──────── Information supplied ────────
//! FILENAME: core/table-engine/src/exhaust.rs
//! PURPOSE: The exhaust-latest operator.
//! CONTEXT: Runs one asynchronous projection per upstream value, never two at
//! once. Values arriving while a projection is in flight are parked in a
//! single slot, each one replacing the previous, and the parked value is
//! projected as soon as the running one finishes. Intermediate values are
//! dropped; the last one never is.

use std::future::Future;
use std::pin::Pin;

use tokio::sync::mpsc;

/// Drive `upstream` through `project`, handing every projection result to
/// `sink` in the order the projections were started.
///
/// Returns `Ok(())` once the upstream channel is closed and the in-flight and
/// parked work has finished. The first upstream error or projection error is
/// returned immediately; any running projection is dropped with it.
pub async fn exhaust_latest<T, R, E, F, Fut, S>(
    mut upstream: mpsc::UnboundedReceiver<Result<T, E>>,
    mut project: F,
    mut sink: S,
) -> Result<(), E>
where
    F: FnMut(T) -> Fut,
    Fut: Future<Output = Result<R, E>>,
    S: FnMut(R),
{
    let mut parked: Option<T> = None;
    let mut in_flight: Option<Pin<Box<Fut>>> = None;
    let mut open = true;

    loop {
        if in_flight.is_none() {
            match parked.take() {
                Some(value) => in_flight = Some(Box::pin(project(value))),
                None if !open => return Ok(()),
                None => {}
            }
        }

        tokio::select! {
            biased;

            message = upstream.recv(), if open => match message {
                Some(Ok(value)) => {
                    if in_flight.is_none() {
                        in_flight = Some(Box::pin(project(value)));
                    } else {
                        parked = Some(value);
                    }
                }
                Some(Err(e)) => return Err(e),
                None => open = false,
            },

            result = poll_slot(&mut in_flight) => {
                in_flight = None;
                sink(result?);
            }
        }
    }
}

/// Await the future in `slot`, or stay pending forever if there is none.
async fn poll_slot<Fut: Future>(slot: &mut Option<Pin<Box<Fut>>>) -> Fut::Output {
    match slot {
        Some(fut) => fut.as_mut().await,
        None => std::future::pending().await,
    }
}
impl ElectionRegistry {
    pub fn new() -> Self {
        Self {
            elections: RwLock::new(HashMap::new()),
            positions: RwLock::new(HashMap::new()),
            candidates: RwLock::new(HashMap::new()),
        }
    }

    /// Create a new election in Draft
    ///
    /// The schedule is validated at creation: the start must lie in the
    /// future and strictly before the end.
    pub fn create_election(
        &self,
        owner: &str,
        name: &str,
        start_time: Timestamp,
        end_time: Timestamp,
        visibility: Visibility,
    ) -> Result<Election> {
        let now = Utc::now().timestamp();

        if start_time >= end_time {
            return Err(Error::invalid_schedule("start time must be before end time"));
        }
        if start_time <= now {
            return Err(Error::invalid_schedule("start time must be in the future"));
        }

        let election = Election {
            id: Uuid::new_v4(),
            name: name.to_string(),
            owner: owner.to_string(),
            start_time,
            end_time,
            visibility,
            state: ElectionState::Draft,
            created_at: Utc::now(),
        };

        let mut elections = self
            .elections
            .write()
            .map_err(|_| internal_error!("Election store lock poisoned"))?;
        elections.insert(election.id, election.clone());

        tracing::info!("🗳️  Election created: id={}, name={}", election.id, election.name);

        Ok(election)
    }

    /// Add a position to a Draft election
    ///
    /// Titles are unique within an election.
    pub fn add_position(&self, election_id: Uuid, title: &str) -> Result<Position> {
        let election = self.election(election_id)?;
        if election.state != ElectionState::Draft {
            return Err(Error::invalid_state("add_position", election.state));
        }

        let mut positions = self
            .positions
            .write()
            .map_err(|_| internal_error!("Position store lock poisoned"))?;

        let duplicate = positions
            .values()
            .any(|p| p.election_id == election_id && p.title == title);
        if duplicate {
            return Err(Error::DuplicatePosition {
                title: title.to_string(),
            });
        }

        let position = Position {
            id: Uuid::new_v4(),
            election_id,
            title: title.to_string(),
        };
        positions.insert(position.id, position.clone());

        Ok(position)
    }

    /// Add a candidate to a position whose election is still Draft
    pub fn add_candidate(
        &self,
        position_id: Uuid,
        name: &str,
        statement: Option<String>,
    ) -> Result<Candidate> {
        let position = self.position(position_id)?;
        let election = self.election(position.election_id)?;
        if election.state != ElectionState::Draft {
            return Err(Error::invalid_state("add_candidate", election.state));
        }

        let candidate = Candidate {
            id: Uuid::new_v4(),
            position_id,
            name: name.to_string(),
            statement,
        };

        let mut candidates = self
            .candidates
            .write()
            .map_err(|_| internal_error!("Candidate store lock poisoned"))?;
        candidates.insert(candidate.id, candidate.clone());

        Ok(candidate)
    }

    /// Explicit Draft→Scheduled transition
    ///
    /// Requires at least one position, every position to have at least one
    /// candidate, and the voting window to still lie in the future.
    pub fn schedule(&self, election_id: Uuid) -> Result<Election> {
        let election = self.election(election_id)?;
        if election.state != ElectionState::Draft {
            return Err(Error::invalid_state("schedule", election.state));
        }

        let now = Utc::now().timestamp();
        if election.start_time <= now {
            return Err(Error::invalid_schedule(
                "start time has already passed; adjust the schedule before scheduling",
            ));
        }

        let positions = self.positions_for(election_id)?;
        if positions.is_empty() {
            return Err(Error::invalid_schedule(
                "election has no positions to contest",
            ));
        }
        for position in &positions {
            if self.candidates_for(position.id)?.is_empty() {
                return Err(Error::invalid_schedule(format!(
                    "position '{}' has no candidates",
                    position.title
                )));
            }
        }

        self.transition(election_id, ElectionState::Scheduled, "schedule")
    }

    /// Explicit early close (emergency stop); also the normal close path
    ///
    /// Fails with `InvalidState` unless the election is currently Active
    /// (after applying any pending time-driven transition).
    pub fn close(&self, election_id: Uuid) -> Result<Election> {
        let election = self.election(election_id)?;
        if election.state != ElectionState::Active {
            return Err(Error::invalid_state("close", election.state));
        }
        self.transition(election_id, ElectionState::Closed, "close")
    }

    /// Closed→Published; invoked only by the results publisher after the
    /// publish gate checks pass
    pub(crate) fn mark_published(&self, election_id: Uuid) -> Result<Election> {
        let election = self.election(election_id)?;
        if election.state != ElectionState::Closed {
            return Err(Error::invalid_state("publish", election.state));
        }
        self.transition(election_id, ElectionState::Published, "publish")
    }

    /// Fetch an election, applying any pending time-driven transition
    ///
    /// Lazy evaluation of the Scheduled→Active and Active→Closed edges: the
    /// effective state is a pure function of the clock, so concurrent
    /// callers derive the same answer and only the first persists it.
    pub fn election(&self, election_id: Uuid) -> Result<Election> {
        let now = Utc::now().timestamp();

        {
            let elections = self
                .elections
                .read()
                .map_err(|_| internal_error!("Election store lock poisoned"))?;
            let election = elections
                .get(&election_id)
                .ok_or_else(|| Error::not_found("Election", election_id))?;
            if election.effective_state(now) == election.state {
                return Ok(election.clone());
            }
        }

        // A time-driven transition is due; persist it under the write lock.
        let mut elections = self
            .elections
            .write()
            .map_err(|_| internal_error!("Election store lock poisoned"))?;
        let election = elections
            .get_mut(&election_id)
            .ok_or_else(|| Error::not_found("Election", election_id))?;

        let effective = election.effective_state(now);
        if effective != election.state {
            tracing::info!(
                "⏱️  Election {} advanced {:?} -> {:?} (time-driven)",
                election_id,
                election.state,
                effective
            );
            election.state = effective;
        }

        Ok(election.clone())
    }

    /// Current state of an election; always available
    pub fn state(&self, election_id: Uuid) -> Result<ElectionState> {
        Ok(self.election(election_id)?.state)
    }

    /// All elections, with pending time-driven transitions applied
    pub fn list_elections(&self) -> Result<Vec<Election>> {
        let ids: Vec<Uuid> = {
            let elections = self
                .elections
                .read()
                .map_err(|_| internal_error!("Election store lock poisoned"))?;
            elections.keys().copied().collect()
        };

        ids.into_iter().map(|id| self.election(id)).collect()
    }

    /// Positions defined for an election
    pub fn positions_for(&self, election_id: Uuid) -> Result<Vec<Position>> {
        let positions = self
            .positions
            .read()
            .map_err(|_| internal_error!("Position store lock poisoned"))?;
        Ok(positions
            .values()
            .filter(|p| p.election_id == election_id)
            .cloned()
            .collect())
    }

    /// Look up a single position
    pub fn position(&self, position_id: Uuid) -> Result<Position> {
        let positions = self
            .positions
            .read()
            .map_err(|_| internal_error!("Position store lock poisoned"))?;
        positions
            .get(&position_id)
            .cloned()
            .ok_or_else(|| Error::not_found("Position", position_id))
    }

    /// Candidates standing for a position
    pub fn candidates_for(&self, position_id: Uuid) -> Result<Vec<Candidate>> {
        let candidates = self
            .candidates
            .read()
            .map_err(|_| internal_error!("Candidate store lock poisoned"))?;
        Ok(candidates
            .values()
            .filter(|c| c.position_id == position_id)
            .cloned()
            .collect())
    }

    /// Apply an explicit transition, enforcing the state machine edges
    fn transition(
        &self,
        election_id: Uuid,
        next: ElectionState,
        operation: &str,
    ) -> Result<Election> {
        let mut elections = self
            .elections
            .write()
            .map_err(|_| internal_error!("Election store lock poisoned"))?;
        let election = elections
            .get_mut(&election_id)
            .ok_or_else(|| Error::not_found("Election", election_id))?;

        // Re-check under the write lock: a concurrent caller may have won.
        if !election.state.can_transition_to(next) {
            return Err(Error::invalid_state(operation, election.state));
        }

        tracing::info!(
            "🗳️  Election {} transitioned {:?} -> {:?}",
            election_id,
            election.state,
            next
        );
        election.state = next;

        Ok(election.clone())
    }

    /// Rewrite an election's voting window, bypassing schedule validation.
    /// Lets tests place elections at arbitrary points in their lifecycle
    /// without sleeping through real windows.
    #[cfg(test)]
    pub(crate) fn set_window_for_testing(
        &self,
        election_id: Uuid,
        start_time: Timestamp,
        end_time: Timestamp,
    ) -> Result<()> {
        let mut elections = self
            .elections
            .write()
            .map_err(|_| internal_error!("Election store lock poisoned"))?;
        let election = elections
            .get_mut(&election_id)
            .ok_or_else(|| Error::not_found("Election", election_id))?;
        election.start_time = start_time;
        election.end_time = end_time;
        Ok(())
    }
}

impl Default for ElectionRegistry {
    fn default() -> Self {
        Self::new()
    }
}
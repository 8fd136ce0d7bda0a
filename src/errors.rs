//! Error handling for the election engine
//!
//! Every domain failure is typed and returned to the caller; nothing is
//! swallowed. [`ErrorKind`] groups the variants into the four caller-facing
//! categories (validation, state conflict, authorization, not-found) plus
//! internal faults, which are the only errors ever retried.

use crate::types::ElectionState;

/// Result type alias for the election engine
pub type Result<T> = std::result::Result<T, Error>;

/// Main error type for the election engine
#[derive(thiserror::Error, Debug)]
pub enum Error {
    /// Election schedule is malformed (start >= end, or start in the past)
    #[error("Invalid schedule: {reason}")]
    InvalidSchedule { reason: String },

    /// Operation is inapplicable in the election's current state
    #[error("Operation '{operation}' not allowed while election is {state:?}")]
    InvalidState {
        operation: String,
        state: ElectionState,
    },

    /// Voter already present on the roll for this election
    #[error("Voter '{voter_id}' is already on the roll for election {election_id}")]
    DuplicateVoter {
        election_id: uuid::Uuid,
        voter_id: String,
    },

    /// Position title already used within this election
    #[error("Position '{title}' already exists in this election")]
    DuplicatePosition { title: String },

    /// Ballot submitted outside the Active voting window
    #[error("Election is not accepting ballots (state: {state:?})")]
    ElectionNotActive { state: ElectionState },

    /// Voter is not on the roll or is marked ineligible
    #[error("Voter is not eligible for this election")]
    NotEligible,

    /// Ballot does not cover every position exactly once with valid candidates
    #[error("Incomplete ballot: {reason}")]
    IncompleteBallot { reason: String },

    /// A ballot for this (election, voter) pair has already been committed
    #[error("Voter has already cast a ballot in this election")]
    AlreadyVoted,

    /// Tally requested before the election closed
    #[error("Election must be closed before tallying (state: {state:?})")]
    ElectionNotClosed { state: ElectionState },

    /// Publish requested before any tally was computed
    #[error("No tally has been computed for this election")]
    NotTallied,

    /// Results were already published; the flag is one-way
    #[error("Results for this election are already published")]
    AlreadyPublished,

    /// Results requested before the publish gate opened
    #[error("Results for this election have not been published")]
    NotPublished,

    /// Caller lacks the required role or standing
    #[error("Caller is not authorized to perform this operation")]
    NotAuthorized,

    /// Referenced entity does not exist
    #[error("{entity} not found: {id}")]
    NotFound { entity: &'static str, id: String },

    /// Transient storage conflict during an atomic commit; retried locally
    /// a bounded number of times before surfacing
    #[error("Commit conflict: {message}")]
    Conflict { message: String },

    /// Serialization errors
    #[error("Serialization error: {0}")]
    Serialization(#[from] serde_json::Error),

    /// Generic internal errors
    #[error("Internal error: {message}")]
    Internal { message: String },
}

/// Caller-facing error taxonomy
#[derive(Debug, Clone, Copy, PartialEq, Eq)]
pub enum ErrorKind {
    /// Caller input is malformed; recoverable by correcting the input
    Validation,
    /// Operation valid but inapplicable given current system state
    StateConflict,
    /// Caller lacks the right role or standing
    Authorization,
    /// Referenced entity absent
    NotFound,
    /// Internal fault; the only kind eligible for automatic retry
    Internal,
}

impl Error {
    /// Classify this error into its caller-facing kind
    pub fn kind(&self) -> ErrorKind {
        match self {
            Error::InvalidSchedule { .. }
            | Error::IncompleteBallot { .. }
            | Error::DuplicateVoter { .. }
            | Error::DuplicatePosition { .. } => ErrorKind::Validation,
            Error::InvalidState { .. }
            | Error::ElectionNotActive { .. }
            | Error::ElectionNotClosed { .. }
            | Error::AlreadyVoted
            | Error::NotTallied
            | Error::AlreadyPublished
            | Error::NotPublished => ErrorKind::StateConflict,
            Error::NotAuthorized | Error::NotEligible => ErrorKind::Authorization,
            Error::NotFound { .. } => ErrorKind::NotFound,
            Error::Conflict { .. } | Error::Serialization(_) | Error::Internal { .. } => {
                ErrorKind::Internal
            }
        }
    }

    /// Create an invalid-schedule error
    pub fn invalid_schedule(reason: impl Into<String>) -> Self {
        Self::InvalidSchedule {
            reason: reason.into(),
        }
    }

    /// Create an invalid-state error
    pub fn invalid_state(operation: impl Into<String>, state: ElectionState) -> Self {
        Self::InvalidState {
            operation: operation.into(),
            state,
        }
    }

    /// Create an incomplete-ballot error
    pub fn incomplete_ballot(reason: impl Into<String>) -> Self {
        Self::IncompleteBallot {
            reason: reason.into(),
        }
    }

    /// Create a not-found error
    pub fn not_found(entity: &'static str, id: impl ToString) -> Self {
        Self::NotFound {
            entity,
            id: id.to_string(),
        }
    }

    /// Create a commit-conflict error
    pub fn conflict(message: impl Into<String>) -> Self {
        Self::Conflict {
            message: message.into(),
        }
    }

    /// Create a new internal error
    pub fn internal(message: impl Into<String>) -> Self {
        Self::Internal {
            message: message.into(),
        }
    }
}

/// Convenience macro for internal errors (lock poisoning and the like)
#[macro_export]
macro_rules! internal_error {
    ($msg:expr) => {
        $crate::Error::internal($msg)
    };
    ($fmt:expr, $($arg:tt)*) => {
        $crate::Error::internal(format!($fmt, $($arg)*))
    };
}
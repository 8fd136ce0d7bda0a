//! Election Lifecycle & Ballot Integrity Engine
//!
//! In-memory engine for running institutional elections end to end:
//! lifecycle state machine, voter roll, at-most-one-vote ballot commit,
//! deterministic tally, one-way results publication, and a hash-chained
//! audit trail. [`ElectionService`] is the role-gated entry point.

pub mod audit;
pub mod config;
pub mod engine;
pub mod errors;
pub mod types;

// Re-export commonly used types
pub use engine::ElectionService;
pub use errors::{Error, ErrorKind, Result};

/// Library version
pub const VERSION: &str = env!("CARGO_PKG_VERSION");

/// Initialize the election engine with proper logging
pub fn init() -> Result<()> {
    tracing_subscriber::fmt()
        .with_env_filter(
            tracing_subscriber::EnvFilter::try_from_default_env()
                .unwrap_or_else(|_| "ballot=info".into()),
        )
        .init();

    tracing::info!("🗳️  Election engine v{} initialized", VERSION);
    Ok(())
}
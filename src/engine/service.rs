//! Role-gated command/query facade over the engine components
//!
//! The single entry point consumed by a presentation layer or programmatic
//! client. Every command takes an already resolved [`Actor`] (identity plus
//! role, produced by the external identity authority), performs its
//! capability check before any business logic, and appends exactly one
//! audit entry recording success or the specific typed failure. Queries do
//! not audit; only mutations do.

use crate::audit::{ActionKind, AuditEntry, AuditLog, AuditQuery, AuditTarget, Outcome};
use crate::config::Config;
use crate::engine::ballot_box::BallotBox;
use crate::engine::publisher::ResultsPublisher;
use crate::engine::registry::ElectionRegistry;
use crate::engine::roll::VoterRoll;
use crate::engine::tally::TallyEngine;
use crate::types::{
    Actor, Ballot, Candidate, Election, ElectionState, Position, ResultTally, Role, RollSummary,
    Timestamp, Visibility, VoterRollEntry,
};
use crate::{Error, Result};
use std::collections::BTreeMap;
use std::sync::Arc;
use uuid::Uuid;

pub struct ElectionService {
    registry: Arc<ElectionRegistry>,
    roll: Arc<VoterRoll>,
    ballot_box: Arc<BallotBox>,
    tally_engine: Arc<TallyEngine>,
    publisher: ResultsPublisher,
    audit: Arc<AuditLog>,
}

impl ElectionService {
    pub fn new(config: &Config) -> Self {
        let registry = Arc::new(ElectionRegistry::new());
        let roll = Arc::new(VoterRoll::new());
        let ballot_box = Arc::new(BallotBox::new(
            registry.clone(),
            roll.clone(),
            config.commit.max_commit_retries,
        ));
        let tally_engine = Arc::new(TallyEngine::new(registry.clone(), ballot_box.clone()));
        let publisher =
            ResultsPublisher::new(registry.clone(), roll.clone(), tally_engine.clone());

        Self {
            registry,
            roll,
            ballot_box,
            tally_engine,
            publisher,
            audit: Arc::new(AuditLog::new()),
        }
    }

    // ---- Commands -------------------------------------------------------

    /// Create a new Draft election owned by the calling manager
    pub async fn create_election(
        &self,
        actor: &Actor,
        name: &str,
        start_time: Timestamp,
        end_time: Timestamp,
        visibility: Visibility,
    ) -> Result<Election> {
        let result = self.require_role(actor, &[Role::Manager]).and_then(|_| {
            self.registry
                .create_election(&actor.id, name, start_time, end_time, visibility)
        });

        let target = match &result {
            Ok(election) => AuditTarget::Election(election.id),
            Err(_) => AuditTarget::System,
        };
        self.record(actor, ActionKind::CreateElection, target, &result)
            .await;
        result
    }

    /// Add a position to a Draft election (owning manager only)
    pub async fn add_position(
        &self,
        actor: &Actor,
        election_id: Uuid,
        title: &str,
    ) -> Result<Position> {
        let result = (|| {
            self.require_role(actor, &[Role::Manager])?;
            let election = self.registry.election(election_id)?;
            self.require_owner(actor, &election)?;
            self.registry.add_position(election_id, title)
        })();

        let target = match &result {
            Ok(position) => AuditTarget::Position {
                election_id,
                position_id: position.id,
            },
            Err(_) => AuditTarget::Election(election_id),
        };
        self.record(actor, ActionKind::AddPosition, target, &result)
            .await;
        result
    }

    /// Add a candidate to a position whose election is Draft (owner only)
    pub async fn add_candidate(
        &self,
        actor: &Actor,
        position_id: Uuid,
        name: &str,
        statement: Option<String>,
    ) -> Result<Candidate> {
        let result = (|| -> Result<(Uuid, Candidate)> {
            self.require_role(actor, &[Role::Manager])?;
            let position = self.registry.position(position_id)?;
            let election = self.registry.election(position.election_id)?;
            self.require_owner(actor, &election)?;
            let candidate = self.registry.add_candidate(position_id, name, statement)?;
            Ok((election.id, candidate))
        })();

        let target = match &result {
            Ok((election_id, candidate)) => AuditTarget::Candidate {
                election_id: *election_id,
                candidate_id: candidate.id,
            },
            Err(_) => AuditTarget::System,
        };
        self.record(actor, ActionKind::AddCandidate, target, &result)
            .await;
        result.map(|(_, candidate)| candidate)
    }

    /// Explicit Draft→Scheduled transition (owning manager only)
    pub async fn schedule_election(&self, actor: &Actor, election_id: Uuid) -> Result<Election> {
        let result = (|| {
            self.require_role(actor, &[Role::Manager])?;
            let election = self.registry.election(election_id)?;
            self.require_owner(actor, &election)?;
            self.registry.schedule(election_id)
        })();

        self.record(
            actor,
            ActionKind::ScheduleElection,
            AuditTarget::Election(election_id),
            &result,
        )
        .await;
        result
    }

    /// Add a voter to the roll; frozen once the election can start
    pub async fn add_voter(
        &self,
        actor: &Actor,
        election_id: Uuid,
        voter_id: &str,
    ) -> Result<VoterRollEntry> {
        let result = (|| {
            self.require_role(actor, &[Role::Manager])?;
            let election = self.registry.election(election_id)?;
            self.require_owner(actor, &election)?;
            if !election.state.roll_open() {
                return Err(Error::invalid_state("add_voter", election.state));
            }
            self.roll.add_voter(election_id, voter_id)
        })();

        self.record(
            actor,
            ActionKind::AddVoter,
            AuditTarget::Voter {
                election_id,
                voter_id: voter_id.to_string(),
            },
            &result,
        )
        .await;
        result
    }

    /// Early close (emergency stop) by the owning manager or an admin
    pub async fn close_election(&self, actor: &Actor, election_id: Uuid) -> Result<Election> {
        let result = (|| {
            self.require_role(actor, &[Role::Manager, Role::Admin])?;
            let election = self.registry.election(election_id)?;
            self.require_owner(actor, &election)?;
            self.registry.close(election_id)
        })();

        self.record(
            actor,
            ActionKind::CloseElection,
            AuditTarget::Election(election_id),
            &result,
        )
        .await;
        result
    }

    /// Cast the calling voter's ballot
    ///
    /// The voter identity is taken from the actor, recorded in the audit
    /// trail, and never exposed in any tally-facing output.
    pub async fn cast_ballot(
        &self,
        actor: &Actor,
        election_id: Uuid,
        selections: BTreeMap<Uuid, Uuid>,
    ) -> Result<Ballot> {
        let result = self
            .require_role(actor, &[Role::Voter])
            .and_then(|_| self.ballot_box.cast_ballot(election_id, &actor.id, selections));

        let target = match &result {
            Ok(ballot) => AuditTarget::Ballot {
                election_id,
                ballot_id: ballot.id,
            },
            Err(_) => AuditTarget::Voter {
                election_id,
                voter_id: actor.id.clone(),
            },
        };
        self.record(actor, ActionKind::CastBallot, target, &result)
            .await;
        result
    }

    /// Compute (or recompute) the tally for a closed election
    pub async fn compute_tally(&self, actor: &Actor, election_id: Uuid) -> Result<ResultTally> {
        let result = (|| {
            self.require_role(actor, &[Role::Manager, Role::Admin])?;
            let election = self.registry.election(election_id)?;
            self.require_owner(actor, &election)?;
            self.tally_engine.compute_tally(election_id)
        })();

        self.record(
            actor,
            ActionKind::ComputeTally,
            AuditTarget::Election(election_id),
            &result,
        )
        .await;
        result
    }

    /// Publish a closed election's tally; irreversible
    pub async fn publish(&self, actor: &Actor, election_id: Uuid) -> Result<ResultTally> {
        let result = (|| {
            self.require_role(actor, &[Role::Manager, Role::Admin])?;
            let election = self.registry.election(election_id)?;
            self.require_owner(actor, &election)?;
            self.publisher.publish(election_id)
        })();

        self.record(
            actor,
            ActionKind::PublishResults,
            AuditTarget::Election(election_id),
            &result,
        )
        .await;
        result
    }

    // ---- Queries --------------------------------------------------------

    /// Fetch an election, applying visibility rules
    ///
    /// A private election is reported as absent to callers who may not view
    /// it; authorization failures must not disclose that the id exists.
    pub fn get_election(&self, actor: &Actor, election_id: Uuid) -> Result<Election> {
        let election = self.registry.election(election_id)?;
        if !self.publisher.may_view(&election, actor)? {
            return Err(Error::not_found("Election", election_id));
        }
        Ok(election)
    }

    /// Current lifecycle state; always available, visibility permitting
    pub fn get_state(&self, actor: &Actor, election_id: Uuid) -> Result<ElectionState> {
        Ok(self.get_election(actor, election_id)?.state)
    }

    /// Active elections in which this voter may still cast a ballot
    pub fn list_elections_for_voter(&self, voter_id: &str) -> Result<Vec<Election>> {
        let mut open = Vec::new();
        for election_id in self.roll.open_elections_for(voter_id)? {
            let election = self.registry.election(election_id)?;
            if election.state == ElectionState::Active {
                open.push(election);
            }
        }
        Ok(open)
    }

    /// Whether the calling voter has a committed ballot in this election
    pub fn has_voted(&self, actor: &Actor, election_id: Uuid) -> Result<bool> {
        self.roll.has_voted(election_id, &actor.id)
    }

    /// The positions and candidates a voter picks from, visibility permitting
    pub fn ballot_structure(
        &self,
        actor: &Actor,
        election_id: Uuid,
    ) -> Result<Vec<(Position, Vec<Candidate>)>> {
        self.get_election(actor, election_id)?;
        let mut structure = Vec::new();
        for position in self.registry.positions_for(election_id)? {
            let candidates = self.registry.candidates_for(position.id)?;
            structure.push((position, candidates));
        }
        Ok(structure)
    }

    /// Elections visible to a manager or admin: own elections for managers,
    /// everything for admins
    pub fn list_elections(&self, actor: &Actor) -> Result<Vec<Election>> {
        self.require_role(actor, &[Role::Manager, Role::Admin])?;
        let mut elections = self.registry.list_elections()?;
        if actor.role == Role::Manager {
            elections.retain(|e| e.owner == actor.id);
        }
        Ok(elections)
    }

    /// A published tally, visibility permitting
    pub fn get_published_results(&self, actor: &Actor, election_id: Uuid) -> Result<ResultTally> {
        self.publisher.published_results(election_id, actor)
    }

    /// Roll counts for a manager's election overview (owner or admin)
    pub fn roll_summary(&self, actor: &Actor, election_id: Uuid) -> Result<RollSummary> {
        self.require_role(actor, &[Role::Manager, Role::Admin])?;
        let election = self.registry.election(election_id)?;
        self.require_owner(actor, &election)?;
        self.roll.summary(election_id)
    }

    /// The audit trail, optionally filtered to one election (admin only)
    pub async fn get_audit_log(
        &self,
        actor: &Actor,
        election_id: Option<Uuid>,
    ) -> Result<Vec<AuditEntry>> {
        self.require_role(actor, &[Role::Admin])?;
        self.audit
            .query(AuditQuery {
                election_id,
                ..Default::default()
            })
            .await
    }

    /// Verify the audit chain end to end (admin only)
    pub async fn verify_audit_chain(&self, actor: &Actor) -> Result<crate::audit::IntegrityReport> {
        self.require_role(actor, &[Role::Admin])?;
        self.audit.verify_chain().await
    }

    // ---- Internals ------------------------------------------------------

    fn require_role(&self, actor: &Actor, allowed: &[Role]) -> Result<()> {
        if allowed.contains(&actor.role) {
            Ok(())
        } else {
            Err(Error::NotAuthorized)
        }
    }

    /// Managers may operate only on elections they own; admins on any
    fn require_owner(&self, actor: &Actor, election: &Election) -> Result<()> {
        match actor.role {
            Role::Admin => Ok(()),
            Role::Manager if election.owner == actor.id => Ok(()),
            _ => Err(Error::NotAuthorized),
        }
    }

    /// Append the audit entry for an attempted mutation
    ///
    /// Fire-and-forget relative to the operation's result: an append
    /// failure is logged, never propagated. Runs on failure paths too, so
    /// every attempt leaves exactly one entry.
    async fn record<T>(
        &self,
        actor: &Actor,
        action: ActionKind,
        target: AuditTarget,
        result: &Result<T>,
    ) {
        let outcome = match result {
            Ok(_) => Outcome::Success,
            Err(err) => Outcome::Failure {
                reason: err.to_string(),
            },
        };

        if let Err(err) = self.audit.append(actor, action, target, outcome).await {
            tracing::warn!("Audit append failed: {err}");
        }
    }

    /// Direct registry access for fixtures that need to reposition an
    /// election inside its voting window.
    #[cfg(test)]
    pub(crate) fn registry_for_testing(&self) -> &ElectionRegistry {
        &self.registry
    }
}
────────
Instructions for the task » Look through the entries above and report the number of lines that contain "under". Write only the number.

Answer to this task » 2